§ TASK ITEM: Where does the word "both" occur in the material? Copy each line that has it.

§ RECORDS FOR THE TASK:
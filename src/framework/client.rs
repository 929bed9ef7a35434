//! # Generic Client
//!
//! The sending half of a [`SessionActor`](crate::framework::SessionActor).

use crate::framework::entity::SessionEntity;
use crate::framework::error::FrameworkError;
use crate::framework::message::SessionRequest;
use tokio::sync::{mpsc, oneshot};

/// A type-safe, cloneable handle for talking to a session loop.
///
/// Holds only the channel sender. Each call sends one request and waits on a
/// oneshot for the reply. Once every clone is dropped the loop shuts down.
#[derive(Clone)]
pub struct SessionClient<T: SessionEntity> {
    sender: mpsc::Sender<SessionRequest<T>>,
}

impl<T: SessionEntity> SessionClient<T> {
    pub fn new(sender: mpsc::Sender<SessionRequest<T>>) -> Self {
        Self { sender }
    }

    pub async fn open(&self, params: T::Open) -> Result<T::Id, FrameworkError> {
        let (reply_to, reply) = oneshot::channel();
        self.sender
            .send(SessionRequest::Open { params, reply_to })
            .await
            .map_err(|_| FrameworkError::LoopClosed)?;
        reply.await.map_err(|_| FrameworkError::ReplyDropped)?
    }

    pub async fn snapshot(&self, id: T::Id) -> Result<Option<T>, FrameworkError> {
        let (reply_to, reply) = oneshot::channel();
        self.sender
            .send(SessionRequest::Snapshot { id, reply_to })
            .await
            .map_err(|_| FrameworkError::LoopClosed)?;
        reply.await.map_err(|_| FrameworkError::ReplyDropped)?
    }

    pub async fn send_event(
        &self,
        id: T::Id,
        event: T::Event,
    ) -> Result<T::Outcome, FrameworkError> {
        let (reply_to, reply) = oneshot::channel();
        self.sender
            .send(SessionRequest::Event {
                id,
                event,
                reply_to,
            })
            .await
            .map_err(|_| FrameworkError::LoopClosed)?;
        reply.await.map_err(|_| FrameworkError::ReplyDropped)?
    }

    pub async fn close(&self, id: T::Id) -> Result<(), FrameworkError> {
        let (reply_to, reply) = oneshot::channel();
        self.sender
            .send(SessionRequest::Close { id, reply_to })
            .await
            .map_err(|_| FrameworkError::LoopClosed)?;
        reply.await.map_err(|_| FrameworkError::ReplyDropped)?
    }
}
//! Runtime configuration.
//!
//! Everything has a default, so the storefront starts without any environment.
//! `RUST_LOG` is read separately by [`setup_tracing`](crate::lifecycle::setup_tracing).
//!
//! | Variable | Values | Default |
//! |----------|--------|---------|
//! | `STOREFRONT_CATALOG` | `shawarma`, `sized` | `shawarma` |
//! | `STOREFRONT_MAILBOX_CAPACITY` | positive integer | `32` |

use crate::catalog::CatalogVariant;
use serde::{Deserialize, Serialize};
use tracing::warn;

pub const CATALOG_VAR: &str = "STOREFRONT_CATALOG";
pub const MAILBOX_CAPACITY_VAR: &str = "STOREFRONT_MAILBOX_CAPACITY";

#[derive(Debug, Clone, PartialEq, Eq, Serialize, Deserialize)]
pub struct StorefrontConfig {
    pub catalog: CatalogVariant,
    /// Bound of the page loop's mailbox.
    pub mailbox_capacity: usize,
}

impl Default for StorefrontConfig {
    fn default() -> Self {
        Self {
            catalog: CatalogVariant::default(),
            mailbox_capacity: 32,
        }
    }
}

impl StorefrontConfig {
    pub fn from_env() -> Self {
        Self::from_lookup(|key| std::env::var(key).ok())
    }

    /// Builds the config from any key/value source. Unparseable values are
    /// logged and replaced by the default.
    pub fn from_lookup(lookup: impl Fn(&str) -> Option<String>) -> Self {
        let mut config = Self::default();

        if let Some(raw) = lookup(CATALOG_VAR) {
            match raw.parse() {
                Ok(variant) => config.catalog = variant,
                Err(error) => warn!(var = CATALOG_VAR, %error, "Ignoring invalid value"),
            }
        }

        if let Some(raw) = lookup(MAILBOX_CAPACITY_VAR) {
            match raw.trim().parse::<usize>() {
                Ok(capacity) if capacity > 0 => config.mailbox_capacity = capacity,
                _ => warn!(var = MAILBOX_CAPACITY_VAR, value = %raw, "Ignoring invalid value"),
            }
        }

        config
    }

    pub fn with_catalog(mut self, catalog: CatalogVariant) -> Self {
        self.catalog = catalog;
        self
    }
}
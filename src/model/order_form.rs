use serde::{Deserialize, Serialize};
use std::fmt::Display;

/// One of the three contact fields on the order form.
#[derive(Debug, Clone, Copy, PartialEq, Eq, Hash, Serialize, Deserialize)]
#[serde(rename_all = "lowercase")]
pub enum FormField {
    Name,
    Phone,
    Address,
}

impl FormField {
    pub const ALL: [FormField; 3] = [FormField::Name, FormField::Phone, FormField::Address];

    /// Input label as shown above the field.
    pub fn label(self) -> &'static str {
        match self {
            FormField::Name => "Ваше имя",
            FormField::Phone => "Телефон",
            FormField::Address => "Адрес доставки",
        }
    }

    pub fn placeholder(self) -> &'static str {
        match self {
            FormField::Name => "Иван Иванов",
            FormField::Phone => "+7 (999) 123-45-67",
            FormField::Address => "ул. Ленина, д. 1, кв. 10",
        }
    }
}

impl Display for FormField {
    fn fmt(&self, f: &mut std::fmt::Formatter<'_>) -> std::fmt::Result {
        let id = match self {
            FormField::Name => "name",
            FormField::Phone => "phone",
            FormField::Address => "address",
        };
        f.write_str(id)
    }
}

/// Contact and delivery details typed by the shopper.
///
/// Values are opaque text. The only rule is that every field is non-empty at
/// submission time; whitespace counts as content.
#[derive(Debug, Clone, Default, PartialEq, Eq, Serialize, Deserialize)]
pub struct OrderForm {
    pub name: String,
    pub phone: String,
    pub address: String,
}

impl OrderForm {
    pub fn get(&self, field: FormField) -> &str {
        match field {
            FormField::Name => &self.name,
            FormField::Phone => &self.phone,
            FormField::Address => &self.address,
        }
    }

    /// Replaces the field's content.
    pub fn set(&mut self, field: FormField, value: impl Into<String>) {
        let slot = match field {
            FormField::Name => &mut self.name,
            FormField::Phone => &mut self.phone,
            FormField::Address => &mut self.address,
        };
        *slot = value.into();
    }

    pub fn missing_fields(&self) -> Vec<FormField> {
        FormField::ALL
            .into_iter()
            .filter(|field| self.get(*field).is_empty())
            .collect()
    }

    pub fn is_complete(&self) -> bool {
        self.missing_fields().is_empty()
    }

    pub fn clear(&mut self) {
        *self = Self::default();
    }
}
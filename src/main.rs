//! Demo run of the storefront: one shopper picks an item, adds extras, forgets
//! the phone number, then places the order.
//!
//! ```bash
//! RUST_LOG=info cargo run
//! STOREFRONT_CATALOG=sized RUST_LOG=debug cargo run
//! ```

use lavash_storefront::catalog::{AddonId, MenuItemId, Size};
use lavash_storefront::clients::PageClient;
use lavash_storefront::config::StorefrontConfig;
use lavash_storefront::lifecycle::{setup_tracing, StorefrontSystem};
use lavash_storefront::model::{FormField, PageOpen, Section};
use lavash_storefront::pricing::format_rubles;
use lavash_storefront::storefront_actor::{StorefrontError, Submission};
use tracing::{error, info, warn, Instrument};

#[tokio::main]
async fn main() -> Result<(), String> {
    setup_tracing();

    let config = StorefrontConfig::from_env();
    info!(?config, "Starting storefront demo");

    let system = StorefrontSystem::new(config);
    let client = system.storefront_client.clone();

    for item in &system.catalog().items {
        info!(item = %item.id, name = %item.name, price = %item.display_price(), "Menu");
    }

    let page = client
        .open_page(PageOpen { entry: Section::Hero })
        .await
        .map_err(|e| e.to_string())?;

    let span = tracing::info_span!("selection", %page);
    async {
        client.navigate(page, Section::Menu).await?;
        let selection = client.select_item(page, MenuItemId(1)).await?;
        if selection.size.is_some() {
            let total = client.choose_size(page, Size::Large).await?;
            info!(total = %format_rubles(total), "Size chosen");
        }
        client.toggle_addon(page, AddonId(1)).await?;
        client.toggle_addon(page, AddonId(4)).await?;

        let quote = client.quote(page).await?;
        info!(
            base = quote.base,
            addons = quote.addons,
            delivery = quote.delivery,
            total = %format_rubles(quote.total),
            "Quote"
        );
        Ok::<_, StorefrontError>(())
    }
    .instrument(span)
    .await
    .map_err(|e| e.to_string())?;

    let span = tracing::info_span!("checkout", %page);
    let submission = async {
        client.edit_field(page, FormField::Name, "Алексей").await?;
        client
            .edit_field(page, FormField::Address, "ул. Пушкина, д. 10, кв. 5")
            .await?;

        let first = client.submit(page).await?;
        warn!(notice = %first.notification().message, "First attempt");

        client.edit_field(page, FormField::Phone, "+7 999 123-45-67").await?;
        client.submit(page).await
    }
    .instrument(span)
    .await;

    match submission {
        Ok(Submission::Accepted { order, notification }) => info!(
            item = %order.item_name,
            addons = ?order.addons,
            total = %format_rubles(order.total()),
            notice = %notification.message,
            "Order placed"
        ),
        Ok(rejected) => warn!(notice = %rejected.notification().message, "Order not placed"),
        Err(e) => error!(error = %e, "Checkout failed"),
    }

    client.close_page(page).await.map_err(|e| e.to_string())?;
    drop(client);
    system.shutdown().await?;

    info!("Demo completed");
    Ok(())
}
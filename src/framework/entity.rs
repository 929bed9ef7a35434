//! # SessionEntity Trait
//!
//! The contract every page-like session must satisfy to be driven by the generic
//! [`SessionActor`](crate::framework::SessionActor). A session is opened once, then
//! receives a stream of interaction events, each answered with a typed outcome, and
//! is finally closed.
//!
//! Associated types keep the wiring honest: a storefront page only accepts
//! storefront events and only ever answers with storefront outcomes.

use async_trait::async_trait;
use std::fmt::{Debug, Display};
use std::hash::Hash;

/// Trait that any session state must implement to be owned by a [`SessionActor`](crate::framework::SessionActor).
///
/// # Async & Context
/// Hooks are `#[async_trait]` so a session can await collaborators if it ever needs
/// them. The `Context` is injected into every hook by `run()`, which lets the
/// read-only data a session depends on (the catalog, for the storefront) be bound
/// when the loop starts rather than when the actor is constructed.
#[async_trait]
pub trait SessionEntity: Clone + Send + Sync + 'static {
    /// Session identifier. Built from the loop's `u32` counter.
    type Id: Eq + Hash + Clone + Send + Sync + Display + Debug + From<u32>;

    /// Parameters used to open a new session.
    type Open: Send + Sync + Debug;

    /// Interaction events delivered to an open session.
    type Event: Send + Sync + Debug;

    /// What an event handler answers with.
    type Outcome: Send + Sync + Debug;

    /// Read-only dependencies injected into the loop. Use `()` for none.
    type Context: Send + Sync;

    /// The session's error type. Boxed into
    /// [`FrameworkError::Entity`](crate::framework::FrameworkError::Entity) on the way out.
    type Error: std::error::Error + Send + Sync + 'static;

    /// Build the session from its id and open parameters.
    /// Called synchronously before `on_open`.
    fn from_open_params(id: Self::Id, params: Self::Open) -> Result<Self, Self::Error>;

    // --- Lifecycle Hooks (Async) ---

    /// Called right after the session is built, before it is stored.
    async fn on_open(&mut self, _ctx: &Self::Context) -> Result<(), Self::Error> {
        Ok(())
    }

    /// Apply one interaction event.
    async fn handle_event(
        &mut self,
        event: Self::Event,
        ctx: &Self::Context,
    ) -> Result<Self::Outcome, Self::Error>;

    /// Called right before the session is dropped from the loop.
    async fn on_close(&self, _ctx: &Self::Context) -> Result<(), Self::Error> {
        Ok(())
    }
}
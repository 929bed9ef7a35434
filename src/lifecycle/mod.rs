//! # System Lifecycle
//!
//! Starting, wiring and stopping the storefront.
//!
//! 1. **Create** - build the catalog and the page loop with its client
//! 2. **Inject** - hand the catalog to the loop through `run(context)`
//! 3. **Serve** - every page interaction goes through the client
//! 4. **Shut down** - drop the client, the loop drains its mailbox and exits
//!
//! Logging is set up separately with [`setup_tracing`], once per process.

pub mod storefront_system;
pub mod tracing;

pub use storefront_system::*;
pub use tracing::*;
//! # Framework Errors
//!
//! Errors raised by the event loop plumbing itself, as opposed to the errors a
//! session reports about its own state.

/// Errors that can occur between a [`SessionClient`](crate::framework::SessionClient)
/// and its [`SessionActor`](crate::framework::SessionActor).
#[derive(Debug, thiserror::Error)]
pub enum FrameworkError {
    #[error("Event loop closed")]
    LoopClosed,
    #[error("Event loop dropped reply channel")]
    ReplyDropped,
    #[error("Session not found: {0}")]
    SessionNotFound(String),
    #[error("Session error: {0}")]
    Entity(Box<dyn std::error::Error + Send + Sync>),
}
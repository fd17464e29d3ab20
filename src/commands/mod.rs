//! Command implementations for the `vault-inventory` binary.
//!
//! - [`scan`] - Inventory a live Vault cluster and correlate policies with secrets

pub mod scan;
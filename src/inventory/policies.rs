//! ACL policy enumeration and path-pattern extraction.

use serde_json::Value;
use std::sync::Arc;

use super::admission::fan_out;
use super::error::ScanError;
use super::paths::join;
use super::remote::{keys_of, type_name, Remote};
use super::types::Policy;
use crate::vault_api::VaultBackend;

const POLICY_PATH: &str = "sys/policy";

pub async fn scan_policies<C: VaultBackend>(
    remote: &Remote<C>,
    namespace: &str,
) -> (Vec<Policy>, Vec<ScanError>) {
    let names = match list_policy_names(remote, namespace).await {
        Ok(names) => names,
        Err(err) => return (Vec::new(), vec![err]),
    };

    let namespace: Arc<str> = Arc::from(namespace);
    let results = fan_out(names.clone(), |_, name| {
        let remote = remote.clone();
        let namespace = Arc::clone(&namespace);
        async move { get_policy(&remote, &namespace, name).await }
    })
    .await;

    let mut policies = Vec::with_capacity(names.len());
    let mut errors = Vec::new();
    for (name, result) in names.into_iter().zip(results) {
        match result {
            Ok((policy, policy_errors)) => {
                policies.push(policy);
                errors.extend(policy_errors);
            }
            Err(fault) => {
                policies.push(Policy {
                    name,
                    paths: Vec::new(),
                });
                errors.push(fault);
            }
        }
    }
    (policies, errors)
}

/// `sys/policy` answers with both `keys` and the legacy `policies` field.
async fn list_policy_names<C: VaultBackend>(
    remote: &Remote<C>,
    namespace: &str,
) -> Result<Vec<String>, ScanError> {
    let data = remote.list(namespace, POLICY_PATH).await?;
    if data.get("keys").is_some() {
        return keys_of(&data, POLICY_PATH);
    }
    match data.get("policies") {
        Some(policies) => keys_of(&serde_json::json!({ "keys": policies }), POLICY_PATH),
        None => Err(ScanError::malformed(POLICY_PATH, "missing `keys` array")),
    }
}

async fn get_policy<C: VaultBackend>(
    remote: &Remote<C>,
    namespace: &str,
    name: String,
) -> (Policy, Vec<ScanError>) {
    let path = join(POLICY_PATH, &name);
    let mut policy = Policy {
        name,
        paths: Vec::new(),
    };

    let data = match remote.read(namespace, &path).await {
        Ok(data) => data,
        Err(err) => return (policy, vec![err]),
    };

    let rules = match data.get("rules") {
        Some(Value::String(rules)) => rules,
        Some(other) => {
            let err = ScanError::malformed(
                &path,
                format!("`rules` should be a string, got {}", type_name(other)),
            );
            return (policy, vec![err]);
        }
        None => return (policy, vec![ScanError::malformed(&path, "missing `rules`")]),
    };

    let (paths, bad_lines) = extract_paths(rules);
    policy.paths = paths;
    let errors = bad_lines
        .into_iter()
        .map(|line| ScanError::malformed(&path, format!("unquoted path rule: {}", line)))
        .collect();
    (policy, errors)
}

/// Pull the quoted glob pattern out of every `path "..."` line.
///
/// Returns the patterns in rule order and any `path` lines that had no quoted
/// pattern.
pub fn extract_paths(rules: &str) -> (Vec<String>, Vec<String>) {
    let mut paths = Vec::new();
    let mut bad = Vec::new();

    for line in rules.lines() {
        let line = line.trim_start();
        let Some(rest) = line.strip_prefix("path") else {
            continue;
        };
        if !rest.starts_with(|c: char| c.is_whitespace() || c == '"') {
            // A word that merely starts with "path".
            continue;
        }

        match quoted(rest) {
            Some(pattern) => paths.push(pattern.to_string()),
            None => bad.push(line.trim_end().to_string()),
        }
    }

    (paths, bad)
}

fn quoted(s: &str) -> Option<&str> {
    let start = s.find('"')? + 1;
    let len = s[start..].find('"')?;
    Some(&s[start..start + len])
}
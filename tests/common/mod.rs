//! In-memory Vault backend shared by the integration tests.

#![allow(dead_code)]

use serde_json::{json, Value};
use std::collections::{HashMap, HashSet};
use std::sync::atomic::{AtomicU64, AtomicUsize, Ordering};
use std::time::Duration;
use vault_inventory::vault_api::{RemoteError, VaultBackend};

type Key = (String, String);

/// Fake backend keyed by `(namespace, path)`. Unknown paths answer 404.
///
/// Tracks how many calls are in flight at once so tests can check the
/// admission bound.
#[derive(Default)]
pub struct FakeVault {
    lists: HashMap<Key, Value>,
    reads: HashMap<Key, Value>,
    failures: HashMap<Key, u16>,
    hangs: HashSet<Key>,
    panics: HashSet<Key>,
    max_delay_us: u64,
    rng: AtomicU64,
    in_flight: AtomicUsize,
    max_in_flight: AtomicUsize,
    calls: AtomicUsize,
}

struct InFlight<'a>(&'a AtomicUsize);

impl Drop for InFlight<'_> {
    fn drop(&mut self) {
        self.0.fetch_sub(1, Ordering::SeqCst);
    }
}

fn key(namespace: &str, path: &str) -> Key {
    (namespace.to_string(), path.to_string())
}

impl FakeVault {
    pub fn new() -> Self {
        Self {
            rng: AtomicU64::new(0x9E37_79B9_7F4A_7C15),
            ..Self::default()
        }
    }

    pub fn list(mut self, namespace: &str, path: &str, keys: &[&str]) -> Self {
        self.lists
            .insert(key(namespace, path), json!({ "keys": keys }));
        self
    }

    pub fn list_raw(mut self, namespace: &str, path: &str, data: Value) -> Self {
        self.lists.insert(key(namespace, path), data);
        self
    }

    pub fn read(mut self, namespace: &str, path: &str, data: Value) -> Self {
        self.reads.insert(key(namespace, path), data);
        self
    }

    /// Answer both list and read of `path` with `status`.
    pub fn fail(mut self, namespace: &str, path: &str, status: u16) -> Self {
        self.failures.insert(key(namespace, path), status);
        self
    }

    /// Never answer `path`.
    pub fn hang(mut self, namespace: &str, path: &str) -> Self {
        self.hangs.insert(key(namespace, path));
        self
    }

    pub fn panic_on(mut self, namespace: &str, path: &str) -> Self {
        self.panics.insert(key(namespace, path));
        self
    }

    /// Delay every call by a pseudo-random duration below `max`.
    pub fn with_jitter(mut self, max: Duration, seed: u64) -> Self {
        self.max_delay_us = max.as_micros() as u64;
        self.rng = AtomicU64::new(seed.max(1));
        self
    }

    pub fn max_in_flight(&self) -> usize {
        self.max_in_flight.load(Ordering::SeqCst)
    }

    pub fn in_flight(&self) -> usize {
        self.in_flight.load(Ordering::SeqCst)
    }

    pub fn calls(&self) -> usize {
        self.calls.load(Ordering::SeqCst)
    }

    fn next_delay(&self) -> Duration {
        if self.max_delay_us == 0 {
            return Duration::ZERO;
        }
        let mut x = self.rng.load(Ordering::Relaxed);
        x ^= x << 13;
        x ^= x >> 7;
        x ^= x << 17;
        self.rng.store(x, Ordering::Relaxed);
        Duration::from_micros(x % self.max_delay_us)
    }

    async fn answer(&self, namespace: &str, path: &str, list: bool) -> Result<Value, RemoteError> {
        self.calls.fetch_add(1, Ordering::SeqCst);
        let now = self.in_flight.fetch_add(1, Ordering::SeqCst) + 1;
        self.max_in_flight.fetch_max(now, Ordering::SeqCst);
        let _guard = InFlight(&self.in_flight);

        let delay = self.next_delay();
        if delay.is_zero() {
            tokio::task::yield_now().await;
        } else {
            tokio::time::sleep(delay).await;
        }

        let k = key(namespace, path);
        if self.panics.contains(&k) {
            panic!("fake backend exploded at {}", path);
        }
        if self.hangs.contains(&k) {
            std::future::pending::<()>().await;
        }
        if let Some(status) = self.failures.get(&k) {
            return Err(status_error(path, *status));
        }

        let table = if list { &self.lists } else { &self.reads };
        table
            .get(&k)
            .cloned()
            .ok_or_else(|| status_error(path, 404))
    }
}

fn status_error(path: &str, status: u16) -> RemoteError {
    RemoteError::Status {
        path: path.to_string(),
        status,
        body: String::new(),
    }
}

impl VaultBackend for FakeVault {
    async fn list(&self, namespace: &str, path: &str) -> Result<Value, RemoteError> {
        self.answer(namespace, path, true).await
    }

    async fn read(&self, namespace: &str, path: &str) -> Result<Value, RemoteError> {
        self.answer(namespace, path, false).await
    }
}

/// `sys/auth` and `sys/mounts` tables plus an empty policy list for `namespace`.
pub fn with_mounts(fake: FakeVault, namespace: &str, auth: Value, mounts: Value) -> FakeVault {
    fake.read(namespace, "sys/auth", auth)
        .read(namespace, "sys/mounts", mounts)
        .list(namespace, "sys/policy", &[])
}

pub fn kv_v2_metadata(version: u64) -> Value {
    json!({
        "current_version": version,
        "created_time": "2024-05-01T10:00:00Z",
        "updated_time": "2024-06-01T08:30:00.5Z"
    })
}

/// Two namespaces, approle roles, a KV v2 engine in each and policies that
/// reach `app/b`.
pub fn sample_cluster() -> FakeVault {
    let fake = FakeVault::new().list("root", "sys/namespaces", &["team-a/"]);

    let fake = with_mounts(
        fake,
        "root",
        json!({"approle/": {"type": "approle"}, "token/": {"type": "token", "options": null}}),
        json!({
            "secret/": {"type": "kv", "options": {"version": "2"}},
            "database/": {"type": "database"}
        }),
    );
    let fake = fake
        .list("root", "sys/policy", &["auditor", "default"])
        .read(
            "root",
            "sys/policy/auditor",
            json!({"rules": "path \"secret/data/app/*\" {\n  capabilities = [\"read\"]\n}\npath \"team-a/secret/data/app/*\" {\n  capabilities = [\"read\"]\n}\n"}),
        )
        .read("root", "sys/policy/default", json!({"rules": "path \"sys/capabilities-self\" {}"}))
        .list("root", "auth/approle/role", &["ci"])
        .read("root", "auth/approle/role/ci", json!({"token_policies": ["auditor"]}))
        .list("root", "auth/token/roles", &[])
        .list("root", "database/roles", &["readonly"])
        .list("root", "identity/entity/id", &["e-1"])
        .read(
            "root",
            "identity/entity/id/e-1",
            json!({
                "name": "ci-bot",
                "policies": ["auditor"],
                "aliases": [{"id": "a-1", "name": "ci", "mount_path": "auth/approle/", "mount_type": "approle"}]
            }),
        )
        .list("root", "secret/metadata", &["a", "app/"])
        .list("root", "secret/metadata/app", &["b"])
        .read("root", "secret/metadata/a", kv_v2_metadata(1))
        .read("root", "secret/metadata/app/b", kv_v2_metadata(4));

    let fake = with_mounts(
        fake,
        "team-a",
        json!({"approle/": {"type": "approle"}}),
        json!({"secret/": {"type": "kv", "options": {"version": "2"}}}),
    );
    fake.list("team-a", "sys/policy", &["app"])
        .read("team-a", "sys/policy/app", json!({"rules": "path \"secret/data/app/*\" {}"}))
        .list("team-a", "auth/approle/role", &["web", "batch"])
        .read("team-a", "auth/approle/role/web", json!({"token_policies": ["app"]}))
        .read("team-a", "auth/approle/role/batch", json!({"allowed_policies": ["other"]}))
        .list("team-a", "secret/metadata", &["app/"])
        .list("team-a", "secret/metadata/app", &["b"])
        .read("team-a", "secret/metadata/app/b", kv_v2_metadata(2))
        .read(
            "root",
            "sys/internal/counters/activity/monthly",
            json!({
                "clients": 3,
                "distinct_entities": 1,
                "by_namespace": [
                    {"namespace_path": "", "counts": {"clients": 2}},
                    {"namespace_path": "team-a/", "counts": {"clients": 1}}
                ]
            }),
        )
}
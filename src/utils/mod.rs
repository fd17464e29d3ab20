//! Utility functions and helpers.
//!
//! Common functionality shared by the scanner and the CLI:
//!
//! - [`format`] - Number formatting for summaries
//! - [`progress`] - Progress tracking and display utilities
//! - [`time`] - Timestamp parsing and formatting helpers
//!
//! # Examples
//!
//! ## Parsing timestamps
//!
//! ```no_run
//! use vault_inventory::utils::time::parse_timestamp;
//!
//! let timestamp = parse_timestamp("2025-10-20T10:30:00.000Z").unwrap();
//! println!("Parsed: {}", timestamp);
//! ```

pub mod format;
pub mod progress;
pub mod time;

§ RESULT OF THE TASK:
/// `sys/policy` answers with both `keys` and the legacy `policies` field.
    /// Answer both list and read of `path` with `status`.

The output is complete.